Opendkim

Contents

This article was initially tested on Debian 9 (stretch) and updated to Debian 10 (buster).

This article is shamelessly copied (and a little modified) from my friend edr, see https://wiki.rochefort.de/sysadmin/mailserver/opendkim.

Overview

Opendkim is a tool to sign your outgoing mail on a mailserver. The below instructions are largely based on the debian wiki article for opendkim.

Installation 

apt install opendkim opendkim-tools

In Debian 9 (stretch) and Debian 10 (buster) the installed service file did not respect the socket configuration. To fix this, run

/lib/opendkim/opendkim.service.generate
systemctl daemon-reload
systemctl restart opendkim.service

Create keys

This assumes you already have a postfix config directory.

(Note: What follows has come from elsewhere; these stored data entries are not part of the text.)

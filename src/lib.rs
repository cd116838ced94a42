pub mod case;
pub mod cli;
pub mod numeric;
pub mod prompt;

pub use case::{to_dot_case, to_lower_camel, tokenize};
pub use numeric::{add_numbers, InvalidArgument};
pub use prompt::{chain_prompts, refine_prompt, ChainOptions, RefineOptions};
//! Export-name registry.
//!
//! Folders carrying the `exportname` attribute are exported under that name
//! instead of their own path. The registry is a read-only snapshot of all such
//! folders; it is rebuilt wholesale after the caches are cleared.

use std::collections::{BTreeMap, HashMap};

use crate::application::repos::{ContentTree, RepoError};
use crate::domain::paths;

pub const EXPORT_NAME_ATTRIBUTE: &str = "exportname";

#[derive(Debug, Default)]
pub struct ExportNameRegistry {
    /// Folder root path → alias (`/alias/`).
    by_folder: HashMap<String, String>,
    /// Alias → folder root paths, in root-path order.
    by_alias: BTreeMap<String, Vec<String>>,
}

impl ExportNameRegistry {
    pub fn from_entries<I>(entries: I) -> Self
    where
        I: IntoIterator<Item = (String, String)>,
    {
        let mut registry = Self::default();
        for (root_path, value) in entries {
            if value.trim().is_empty() {
                continue;
            }
            let folder = paths::folder_of(&root_path).to_string();
            let alias = paths::as_folder_name(&value);
            registry
                .by_alias
                .entry(alias.clone())
                .or_default()
                .push(folder.clone());
            registry.by_folder.insert(folder, alias);
        }
        for folders in registry.by_alias.values_mut() {
            folders.sort();
            folders.dedup();
        }
        registry
    }

    pub async fn load(tree: &dyn ContentTree) -> Result<Self, RepoError> {
        let entries = tree.resources_with_attribute(EXPORT_NAME_ATTRIBUTE).await?;
        Ok(Self::from_entries(entries))
    }

    /// Aliased name of `root_path`, using the nearest aliased ancestor folder.
    pub fn rfs_name_for(&self, root_path: &str) -> Option<String> {
        paths::ancestors(root_path).find_map(|folder| {
            self.by_folder
                .get(folder)
                .map(|alias| format!("{alias}{}", &root_path[folder.len()..]))
        })
    }

    /// Root paths `rfs_name` may stand for, most specific alias first.
    pub fn root_candidates(&self, rfs_name: &str) -> Vec<String> {
        paths::ancestors(rfs_name)
            .filter_map(|leading| {
                self.by_alias
                    .get(leading)
                    .map(|folders| (leading, folders))
            })
            .flat_map(|(leading, folders)| {
                let remainder = &rfs_name[leading.len()..];
                folders
                    .iter()
                    .map(move |folder| format!("{folder}{remainder}"))
            })
            .collect()
    }

    pub fn len(&self) -> usize {
        self.by_folder.len()
    }

    pub fn is_empty(&self) -> bool {
        self.by_folder.is_empty()
    }
}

To create (and configure) a key for a single domain:

DOMAIN=example.com
mkdir -p /etc/postfix/dkim/
opendkim-genkey -D /etc/postfix/dkim/ -d $DOMAIN -s smtp_$DOMAIN
echo "smtp._domainkey.$DOMAIN $DOMAIN:smtp:/etc/postfix/dkim/smtp_$DOMAIN.private" >> /etc/postfix/dkim/keytable
echo "$DOMAIN smtp._domainkey.$DOMAIN" >> "/etc/postfix/dkim/signingtable"
chgrp opendkim /etc/postfix/dkim/*
chmod g+r /etc/postfix/dkim/*
chown opendkim:opendkim /etc/postfix/dkim/smtp_*.private
chmod 600 /etc/postfix/dkim/smtp_*.private

Configure opendkim

Tell opendkim about the key and signing tables in /etc/opendkim.conf:

# Specify the list of keys
KeyTable file:/etc/postfix/dkim/keytable
# Match keys and domains
SigningTable file:/etc/postfix/dkim/signingtable

Configure postfix

In the file /etc/default/opendkim, specify daemon connection settings:

SOCKET="inet:8891@localhost"

And add the line to the Postfix /etc/postfix/main.cf:

milter_default_action = accept
milter_protocol = 2
# As opposed to the debian wiki instructions, do NOT add the below line
#smtpd_milters = inet:localhost:8891
non_smtpd_milters = inet:localhost:8891

Add the following line to the submission section in /etc/postfix/master.cf

-o smtpd_milters=inet:localhost:8891

The consequence of the above modification to instructions you find in other howtos is that you only sign mail that was delivered to you from authenticated clients, rather than e.g. other mailservers trying to impersonate you.

DNS

Refer to the debian wiki article cited above for instructions on DNS records and testing the setup.